Gunn is dedicated to keeping Hollywood’s squib departments in business with the oceans of fake blood that he spills in over-the-top gore extravaganzas. The only thing quicker than his lively camera is his itchy trigger finger. But what really makes The Suicide Squad, and Gunn’s approach in general, stand out is that even red shirts destined to be cannon fodder matter to the filmmaker.

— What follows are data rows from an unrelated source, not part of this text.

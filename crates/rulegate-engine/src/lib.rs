//! Sequential rule/policy execution engine.
//!
//! A [`Policy`] is a named, ordered collection of boolean rules evaluated
//! against a single request value. [`PolicyManager`] drives the evaluation:
//! every rule runs exactly once, strictly in declaration order, with its own
//! timing and fault isolation — a predicate fault becomes a failed
//! [`rulegate_types::RuleExecutionResult`], never an aborted run. Rule
//! authors parameterize thresholds through [`NestedLookup`], a key-path value
//! tree with lazy-create navigation.
//!
//! The engine performs no I/O of its own: results persistence is delegated
//! to a [`PolicyResultsRepository`], diagnostics go through `tracing`, and
//! timing telemetry through the `metrics` facade.

#![forbid(unsafe_code)]

pub mod error;
pub mod lookup;
pub mod manager;
pub mod model;
pub mod repository;
mod results;
pub mod telemetry;

pub use error::{EngineError, LookupError};
pub use lookup::{LookupValue, NestedLookup};
pub use manager::PolicyManager;
pub use model::{Policy, PolicyBuilder, Rule};
pub use repository::{DefaultResultsRepository, PolicyResultsRepository};

/// Cooperative cancellation signal handed to every rule predicate.
pub use tokio_util::sync::CancellationToken;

Gunn’s winning wit and sickening sensibility is plastered all over the canvas from the first big action set piece like a Jackson Pollack made by Freddy Krueger. He couples previous characters such as Boomerang (Jai Courtney), Harley Quinn (Margot Robbie) and Rick Flag (Joel Kinnaman) with new members Savant (Michael Rooker), Javelin (Flula Borg), Blackguard (Pete Davidson), TDK (Nathan Fillion), Mongal (Maylin Ng) and Weasel (Sean Gunn) to infiltrate the fictitious Central American nation of Corto Maltese solely so he can blow it all up. To paraphrase another iconic DC character, Gunn is an agent of chaos.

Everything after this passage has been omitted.